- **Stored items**
§

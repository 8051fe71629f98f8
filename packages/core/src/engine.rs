//! The Newton verification engine: recursive interval subdivision over
//! a cubic Bezier trajectory, with quick-accept/quick-reject convex
//! hull tests, a bounded subdivision budget, witness construction, and
//! repair-direction estimation.

use crate::geometry::{bernstein, ControlPoints};
use crate::law::Law;
use crate::vector::StateVector;
use serde::{Deserialize, Serialize};
use std::fmt;

/// Depth/tolerance budget for one verification run. Defaults match the
/// spec's reference profile; [`VerificationBudget::high_precision`]
/// matches its high-precision profile.
#[derive(Debug, Clone, Copy, PartialEq, Serialize, Deserialize)]
pub struct VerificationBudget {
    pub max_depth: u32,
    pub tolerance: f64,
}

impl VerificationBudget {
    pub fn new(max_depth: u32, tolerance: f64) -> Self {
        Self {
            max_depth: max_depth.clamp(1, 64),
            tolerance,
        }
    }

    pub fn high_precision() -> Self {
        Self::new(40, 1e-15)
    }
}

impl Default for VerificationBudget {
    fn default() -> Self {
        Self::new(20, 1e-10)
    }
}

/// Parameters for the engine's advisory repair-direction estimate.
#[derive(Debug, Clone, Copy, PartialEq, Serialize, Deserialize)]
pub struct RepairConfig {
    /// One-sided finite difference step.
    pub epsilon: f64,
    /// Nudge learning rate.
    pub eta: f64,
}

impl Default for RepairConfig {
    fn default() -> Self {
        Self {
            epsilon: 1e-6,
            eta: 0.1,
        }
    }
}

/// Why a witness carries the synthetic `law_index == -1` marker instead
/// of naming a real law. Consumers should not attempt to map `-1` back
/// to a law in the list that was passed to [`verify`].
#[derive(Debug, Clone, Copy, PartialEq, Eq, Serialize, Deserialize)]
pub enum SyntheticReason {
    UnknownForge,
    DepthExceeded,
    ExplicitReject,
}

/// A first-violation certificate: which law, when, where, and an
/// optional repair direction.
#[derive(Debug, Clone, PartialEq, Serialize, Deserialize)]
pub struct Witness {
    /// Index into the `laws` slice passed to [`verify`], or `-1` for a
    /// synthetic witness (see [`SyntheticReason`]).
    pub law_index: i64,
    pub law_name: String,
    /// Parameter `t* ∈ [0, 1]` of the earliest certified violation.
    pub time: f64,
    pub state: StateVector,
    pub repair_direction: Option<StateVector>,
    pub reason: String,
}

impl Witness {
    pub(crate) fn synthetic(reason: SyntheticReason, time: f64, state: StateVector, message: impl Into<String>) -> Self {
        let law_name = match reason {
            SyntheticReason::UnknownForge => "<unknown forge>",
            SyntheticReason::DepthExceeded => "<depth exceeded>",
            SyntheticReason::ExplicitReject => "<explicit reject>",
        };
        Self {
            law_index: -1,
            law_name: law_name.to_string(),
            time,
            state,
            repair_direction: None,
            reason: message.into(),
        }
    }

    /// A one-line human-readable rendering. Wording may change between
    /// releases; tests should assert shape (law name, time), not this
    /// exact string.
    pub fn describe(&self) -> String {
        format!(
            "law `{}` violated at t={:.6}: {}",
            self.law_name, self.time, self.reason
        )
    }
}

/// The outcome of verifying a trajectory: the whole curve is admissible,
/// or the earliest violation is certified by a witness.
#[derive(Debug, Clone, PartialEq, Serialize, Deserialize)]
pub enum Verdict {
    Commit,
    Reject(Witness),
}

impl Verdict {
    pub fn is_commit(&self) -> bool {
        matches!(self, Verdict::Commit)
    }

    pub fn is_reject(&self) -> bool {
        matches!(self, Verdict::Reject(_))
    }

    pub fn witness(&self) -> Option<&Witness> {
        match self {
            Verdict::Commit => None,
            Verdict::Reject(w) => Some(w),
        }
    }
}

impl fmt::Display for Verdict {
    fn fmt(&self, f: &mut fmt::Formatter<'_>) -> fmt::Result {
        match self {
            Verdict::Commit => write!(f, "commit"),
            Verdict::Reject(w) => write!(f, "reject: {}", w.describe()),
        }
    }
}

/// Verify a trajectory against a law set using the default budget.
pub fn verify(cp: &ControlPoints, laws: &[Law]) -> Verdict {
    verify_with(cp, laws, VerificationBudget::default(), RepairConfig::default())
}

/// Verify a trajectory against a law set using a caller-supplied budget.
pub fn verify_with_budget(cp: &ControlPoints, laws: &[Law], budget: VerificationBudget) -> Verdict {
    verify_with(cp, laws, budget, RepairConfig::default())
}

/// Verify a trajectory, fully specifying both the subdivision budget and
/// the repair-direction estimation parameters.
pub fn verify_with(
    cp: &ControlPoints,
    laws: &[Law],
    budget: VerificationBudget,
    repair: RepairConfig,
) -> Verdict {
    let span = tracing::debug_span!("engine::verify", laws = laws.len(), max_depth = budget.max_depth);
    let _enter = span.enter();

    if laws.is_empty() {
        tracing::info!(verdict = "commit", "no laws to violate");
        return Verdict::Commit;
    }

    let mut stack: Vec<(ControlPoints, f64, f64, u32)> = vec![(cp.clone(), 0.0, 1.0, 0)];

    while let Some((segment, a, b, depth)) = stack.pop() {
        tracing::trace!(a, b, depth, "subdivision step");

        if depth > budget.max_depth {
            let t_mid = (a + b) / 2.0;
            let state = segment.evaluate(0.5);

            if let Some((i, law)) = laws.iter().enumerate().find(|(_, l)| !l.holds(&state)) {
                tracing::warn!(law = law.name(), t = t_mid, "depth exceeded, law fails at midpoint");
                return Verdict::Reject(Witness {
                    law_index: i as i64,
                    law_name: law.name().to_string(),
                    time: t_mid,
                    state,
                    repair_direction: None,
                    reason: format!("law `{}` fails at the maximum subdivision depth", law.name()),
                });
            }

            tracing::warn!(t = t_mid, "depth exceeded without certifying a law violation");
            return Verdict::Reject(Witness::synthetic(
                SyntheticReason::DepthExceeded,
                t_mid,
                state,
                "subdivision depth exceeded before the trajectory could be certified",
            ));
        }

        let mut any_hull_violation = false;

        for k in 0..=3usize {
            let point = segment.control_point(k);
            for (i, law) in laws.iter().enumerate() {
                if law.holds(point) {
                    continue;
                }
                any_hull_violation = true;

                let t_local = k as f64 / 3.0;
                let t_global = a + t_local * (b - a);
                let curve_point = cp.evaluate(t_global);

                if law.holds(&curve_point) {
                    // Control point violated but the original curve does
                    // not at this parameter; non-conclusive, fall through.
                    continue;
                }

                let repair_direction = compute_repair(cp, law, t_global, &curve_point, &repair);
                tracing::info!(verdict = "reject", law = law.name(), t = t_global, "confirmed violation");
                return Verdict::Reject(Witness {
                    law_index: i as i64,
                    law_name: law.name().to_string(),
                    time: t_global,
                    state: curve_point,
                    repair_direction,
                    reason: format!("law `{}` is violated on the candidate trajectory", law.name()),
                });
            }
        }

        if !any_hull_violation {
            // Every control point satisfies every law: quick-accept.
            continue;
        }

        let (left, right) = segment
            .de_casteljau_split(0.5)
            .expect("splitting at s=0.5 is always valid");
        let mid = (a + b) / 2.0;
        stack.push((right, mid, b, depth + 1));
        stack.push((left, a, mid, depth + 1));
    }

    tracing::info!(verdict = "commit");
    Verdict::Commit
}

/// Estimate a repair nudge Δ over the control point with the largest
/// Bernstein weight at `t*`, per §4.4: a one-sided finite difference of
/// `max(0, -measure(γ(t*)))` along each dimension of that control
/// point, scaled by `-η`. `None` if the law has no measure.
fn compute_repair(
    cp: &ControlPoints,
    law: &Law,
    t_star: f64,
    curve_point: &StateVector,
    repair: &RepairConfig,
) -> Option<StateVector> {
    let base_measure = law.measure(curve_point)?;
    let base_violation = (-base_measure).max(0.0);

    let k_star = (0..=3usize)
        .max_by(|&a, &b| {
            bernstein(a, 3, t_star)
                .partial_cmp(&bernstein(b, 3, t_star))
                .expect("bernstein weights are never NaN for finite t")
        })
        .expect("0..=3 is non-empty");

    let dim = cp.dimension();
    let mut gradient = Vec::with_capacity(dim);
    for d in 0..dim {
        let perturbed_cp = cp.perturbed(k_star, d, repair.epsilon);
        let perturbed_point = perturbed_cp.evaluate(t_star);
        let perturbed_violation = law
            .measure(&perturbed_point)
            .map(|m| (-m).max(0.0))
            .unwrap_or(base_violation);
        gradient.push((perturbed_violation - base_violation) / repair.epsilon);
    }

    Some(StateVector::new(
        gradient.into_iter().map(|g| -repair.eta * g).collect::<Vec<_>>(),
    ))
}

#[cfg(test)]
mod tests {
    use super::*;
    use crate::vector::StateVector;

    fn half_space(name: &str, dim: usize, positive: bool) -> Law {
        Law::new(name.to_string(), move |s: &StateVector| {
            let v = s[dim];
            if positive {
                v > 0.0
            } else {
                v < 0.0
            }
        })
    }

    #[test]
    fn s1_commits_when_entirely_inside_both_half_spaces() {
        let laws = vec![half_space("x positive", 0, true), half_space("y positive", 1, true)];
        let cp = ControlPoints::linear(
            &StateVector::new(vec![1.0, 1.0]),
            &StateVector::new(vec![3.0, 3.0]),
        )
        .unwrap();
        assert_eq!(verify(&cp, &laws), Verdict::Commit);
    }

    #[test]
    fn s2_rejects_crossing_into_negative_quadrant() {
        let laws = vec![half_space("x positive", 0, true), half_space("y positive", 1, true)];
        let cp = ControlPoints::linear(
            &StateVector::new(vec![1.0, 1.0]),
            &StateVector::new(vec![-1.0, -1.0]),
        )
        .unwrap();
        let verdict = verify(&cp, &laws);
        match verdict {
            Verdict::Reject(w) => {
                assert!(w.law_name == "x positive" || w.law_name == "y positive");
                assert!(w.time > 0.0);
            }
            Verdict::Commit => panic!("expected reject"),
        }
    }

    #[test]
    fn s3_finds_the_true_first_crossing_near_three_quarters() {
        let p0 = StateVector::new(vec![0.0, 0.0]);
        let p1 = StateVector::new(vec![1.0, 3.0]);
        let p2 = StateVector::new(vec![2.0, -1.0]);
        let p3 = StateVector::new(vec![3.0, 0.0]);
        let cp = ControlPoints::new(p0, p1, p2, p3).unwrap();

        let law = Law::new("y non-negative", |s: &StateVector| s[1] >= 0.0)
            .with_measure(|s: &StateVector| s[1]);

        let verdict = verify(&cp, &[law]);
        match verdict {
            Verdict::Reject(w) => {
                assert_eq!(w.law_name, "y non-negative");
                assert!(w.time > 0.5 && w.time < 0.9, "t*={}", w.time);
            }
            Verdict::Commit => panic!("expected reject"),
        }
    }

    #[test]
    fn s4_navigator_rectangle_rejects_straight_line_but_accepts_detour() {
        let inside_bounds = Law::new("within bounds", |s: &StateVector| {
            s[0] >= 0.0 && s[0] <= 10.0 && s[1] >= 0.0 && s[1] <= 6.0
        });
        let avoids_obstacle = Law::new("avoids rectangle", |s: &StateVector| {
            !(s[0] >= 2.0 && s[0] <= 4.0 && s[1] >= 1.0 && s[1] <= 3.0)
        });
        let avoids_circle = Law::new("avoids circle", |s: &StateVector| {
            (s[0] - 7.0).powi(2) + (s[1] - 4.0).powi(2) > 1.0
        });
        let laws = vec![inside_bounds, avoids_obstacle, avoids_circle];

        let straight = ControlPoints::linear(
            &StateVector::new(vec![1.0, 1.0]),
            &StateVector::new(vec![9.0, 5.0]),
        )
        .unwrap();
        assert!(verify(&straight, &laws).is_reject());

        let detour = ControlPoints::new(
            StateVector::new(vec![1.0, 1.0]),
            StateVector::new(vec![2.0, 4.5]),
            StateVector::new(vec![6.0, 5.5]),
            StateVector::new(vec![9.0, 5.0]),
        )
        .unwrap();
        assert_eq!(verify(&detour, &laws), Verdict::Commit);
    }

    #[test]
    fn convex_exact_half_spaces_commit_whenever_hull_is_inside() {
        let laws = vec![half_space("x positive", 0, true)];
        let cp = ControlPoints::linear(
            &StateVector::new(vec![0.1]),
            &StateVector::new(vec![5.0]),
        )
        .unwrap();
        assert_eq!(verify(&cp, &laws), Verdict::Commit);
    }

    #[test]
    fn depth_exhaustion_on_an_unresolvable_tangency_still_rejects() {
        // A law that is only violated in a vanishingly small window the
        // default budget may not resolve exactly, but the conservative
        // behavior (reject, possibly synthetic) must still hold.
        let laws = vec![Law::new("never", |_: &StateVector| false)];
        let cp = ControlPoints::linear(
            &StateVector::new(vec![0.0]),
            &StateVector::new(vec![1.0]),
        )
        .unwrap();
        assert!(verify(&cp, &laws).is_reject());
    }

    #[test]
    fn repair_direction_present_only_with_a_measure() {
        let cp = ControlPoints::linear(
            &StateVector::new(vec![1.0]),
            &StateVector::new(vec![-1.0]),
        )
        .unwrap();

        let with_measure = Law::new("positive", |s: &StateVector| s[0] > 0.0)
            .with_measure(|s: &StateVector| s[0]);
        if let Verdict::Reject(w) = verify(&cp, &[with_measure]) {
            assert!(w.repair_direction.is_some());
        } else {
            panic!("expected reject");
        }

        let without_measure = Law::new("positive", |s: &StateVector| s[0] > 0.0);
        if let Verdict::Reject(w) = verify(&cp, &[without_measure]) {
            assert!(w.repair_direction.is_none());
        } else {
            panic!("expected reject");
        }
    }

    #[test]
    fn empty_law_set_always_commits() {
        let cp = ControlPoints::linear(
            &StateVector::new(vec![0.0]),
            &StateVector::new(vec![100.0]),
        )
        .unwrap();
        assert_eq!(verify(&cp, &[]), Verdict::Commit);
    }
}
//! Cubic Bezier control points, curve evaluation, derivative, De
//! Casteljau subdivision, and the Bernstein basis the hull tests lean
//! on.

use crate::error::GeometryError;
use crate::vector::StateVector;
use serde::{Deserialize, Serialize};

/// The four control points of a cubic Bezier curve through state space.
/// All four share a single dimension, enforced at construction.
#[derive(Debug, Clone, PartialEq, Serialize, Deserialize)]
pub struct ControlPoints {
    pub p0: StateVector,
    pub p1: StateVector,
    pub p2: StateVector,
    pub p3: StateVector,
}

impl ControlPoints {
    pub fn new(
        p0: StateVector,
        p1: StateVector,
        p2: StateVector,
        p3: StateVector,
    ) -> Result<Self, GeometryError> {
        let dim = p0.dimension();
        for (label, v) in [("p1", &p1), ("p2", &p2), ("p3", &p3)] {
            if v.dimension() != dim {
                tracing::warn!(label, expected = dim, found = v.dimension(), "dimension mismatch constructing control points");
                return Err(GeometryError::DimensionMismatch {
                    expected: dim,
                    found: v.dimension(),
                });
            }
        }
        Ok(Self { p0, p1, p2, p3 })
    }

    /// `linear(from a, to b)`: `P0=a`, `P1=a+1/3(b-a)`, `P2=a+2/3(b-a)`, `P3=b`.
    pub fn linear(from: &StateVector, to: &StateVector) -> Result<Self, GeometryError> {
        if from.dimension() != to.dimension() {
            return Err(GeometryError::DimensionMismatch {
                expected: from.dimension(),
                found: to.dimension(),
            });
        }
        let p1 = from.lerp(to, 1.0 / 3.0);
        let p2 = from.lerp(to, 2.0 / 3.0);
        Ok(Self {
            p0: from.clone(),
            p1,
            p2,
            p3: to.clone(),
        })
    }

    pub fn dimension(&self) -> usize {
        self.p0.dimension()
    }

    /// Control point `k` (`k` in `0..=3`), in declaration order.
    pub fn control_point(&self, k: usize) -> &StateVector {
        match k {
            0 => &self.p0,
            1 => &self.p1,
            2 => &self.p2,
            3 => &self.p3,
            _ => panic!("control point index out of range: {k}"),
        }
    }

    /// Returns a new set of control points with `P_k`'s `dim`-th
    /// component nudged by `delta`. Used by the engine's repair
    /// estimation to take a one-sided finite difference.
    pub(crate) fn perturbed(&self, k: usize, dim: usize, delta: f64) -> ControlPoints {
        let mut out = self.clone();
        let point = match k {
            0 => &mut out.p0,
            1 => &mut out.p1,
            2 => &mut out.p2,
            3 => &mut out.p3,
            _ => panic!("control point index out of range: {k}"),
        };
        let mut values: Vec<f64> = point.as_slice().to_vec();
        values[dim] += delta;
        *point = StateVector::new(values);
        out
    }

    /// γ(t) = (1−t)³P₀ + 3(1−t)²t·P₁ + 3(1−t)t²·P₂ + t³·P₃, componentwise.
    pub fn evaluate(&self, t: f64) -> StateVector {
        let b0 = bernstein(0, 3, t);
        let b1 = bernstein(1, 3, t);
        let b2 = bernstein(2, 3, t);
        let b3 = bernstein(3, 3, t);
        self.p0
            .map(|v| v * b0)
            .combine(&self.p1.map(|v| v * b1), |a, b| a + b)
            .combine(&self.p2.map(|v| v * b2), |a, b| a + b)
            .combine(&self.p3.map(|v| v * b3), |a, b| a + b)
    }

    /// γ'(t) = 3[(1−t)²(P₁−P₀) + 2(1−t)t(P₂−P₁) + t²(P₃−P₂)].
    pub fn derivative(&self, t: f64) -> StateVector {
        let one_minus_t = 1.0 - t;
        let d0 = self.p1.combine(&self.p0, |a, b| a - b).scale(one_minus_t * one_minus_t);
        let d1 = self.p2.combine(&self.p1, |a, b| a - b).scale(2.0 * one_minus_t * t);
        let d2 = self.p3.combine(&self.p2, |a, b| a - b).scale(t * t);
        d0.combine(&d1, |a, b| a + b).combine(&d2, |a, b| a + b).scale(3.0)
    }

    /// De Casteljau subdivision at parameter `s` in `(0, 1)`.
    ///
    /// `left.P0 = P0`, `right.P3 = P3`, `left.P3 = right.P0 = evaluate(s)`.
    /// The subcurves reparametrise the original: `left.eval(u) =
    /// eval(s*u)`, `right.eval(u) = eval(s + (1-s)*u)`.
    pub fn de_casteljau_split(&self, s: f64) -> Result<(ControlPoints, ControlPoints), GeometryError> {
        if !(s > 0.0 && s < 1.0) {
            return Err(GeometryError::InvalidSplitParameter(s));
        }

        let a = self.p0.lerp(&self.p1, s);
        let b = self.p1.lerp(&self.p2, s);
        let c = self.p2.lerp(&self.p3, s);
        let d = a.lerp(&b, s);
        let e = b.lerp(&c, s);
        let f = d.lerp(&e, s);

        let left = ControlPoints {
            p0: self.p0.clone(),
            p1: a,
            p2: d,
            p3: f.clone(),
        };
        let right = ControlPoints {
            p0: f,
            p1: e,
            p2: c,
            p3: self.p3.clone(),
        };
        Ok((left, right))
    }

    /// Flattened iterator over every scalar component of P0..P3, in
    /// order: the canonical serialisation the ledger hashes over.
    pub(crate) fn iter_components(&self) -> impl Iterator<Item = f64> + '_ {
        self.p0
            .as_slice()
            .iter()
            .chain(self.p1.as_slice())
            .chain(self.p2.as_slice())
            .chain(self.p3.as_slice())
            .copied()
    }
}

/// `bernstein(i, n, t) = C(n,i) * t^i * (1-t)^(n-i)`.
pub fn bernstein(i: usize, n: usize, t: f64) -> f64 {
    binomial(n, i) * t.powi(i as i32) * (1.0 - t).powi((n - i) as i32)
}

fn binomial(n: usize, k: usize) -> f64 {
    if k > n {
        return 0.0;
    }
    let k = k.min(n - k);
    let mut result = 1.0_f64;
    for i in 0..k {
        result = result * (n - i) as f64 / (i + 1) as f64;
    }
    result
}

§

- **WORK TASK**
Print the first line of the records above and each line after it, exactly, through the line with "earliest certified violation.".

- **REPLY**
repository 8051fe71629f98f8
filename packages/core/src/engine.rs
//! The Newton verification engine: recursive interval subdivision over
//! a cubic Bezier trajectory, with quick-accept/quick-reject convex
//! hull tests, a bounded subdivision budget, witness construction, and
//! repair-direction estimation.

use crate::geometry::{bernstein, ControlPoints};
use crate::law::Law;
use crate::vector::StateVector;
use serde::{Deserialize, Serialize};
use std::fmt;

/// Depth/tolerance budget for one verification run. Defaults match the
/// spec's reference profile; [`VerificationBudget::high_precision`]
/// matches its high-precision profile.
#[derive(Debug, Clone, Copy, PartialEq, Serialize, Deserialize)]
pub struct VerificationBudget {
    pub max_depth: u32,
    pub tolerance: f64,
}

impl VerificationBudget {
    pub fn new(max_depth: u32, tolerance: f64) -> Self {
        Self {
            max_depth: max_depth.clamp(1, 64),
            tolerance,
        }
    }

    pub fn high_precision() -> Self {
        Self::new(40, 1e-15)
    }
}

impl Default for VerificationBudget {
    fn default() -> Self {
        Self::new(20, 1e-10)
    }
}

/// Parameters for the engine's advisory repair-direction estimate.
#[derive(Debug, Clone, Copy, PartialEq, Serialize, Deserialize)]
pub struct RepairConfig {
    /// One-sided finite difference step.
    pub epsilon: f64,
    /// Nudge learning rate.
    pub eta: f64,
}

impl Default for RepairConfig {
    fn default() -> Self {
        Self {
            epsilon: 1e-6,
            eta: 0.1,
        }
    }
}

/// Why a witness carries the synthetic `law_index == -1` marker instead
/// of naming a real law. Consumers should not attempt to map `-1` back
/// to a law in the list that was passed to [`verify`].
#[derive(Debug, Clone, Copy, PartialEq, Eq, Serialize, Deserialize)]
pub enum SyntheticReason {
    UnknownForge,
    DepthExceeded,
    ExplicitReject,
}

/// A first-violation certificate: which law, when, where, and an
/// optional repair direction.
#[derive(Debug, Clone, PartialEq, Serialize, Deserialize)]
pub struct Witness {
    /// Index into the `laws` slice passed to [`verify`], or `-1` for a
    /// synthetic witness (see [`SyntheticReason`]).
    pub law_index: i64,
    pub law_name: String,
    /// Parameter `t* ∈ [0, 1]` of the earliest certified violation.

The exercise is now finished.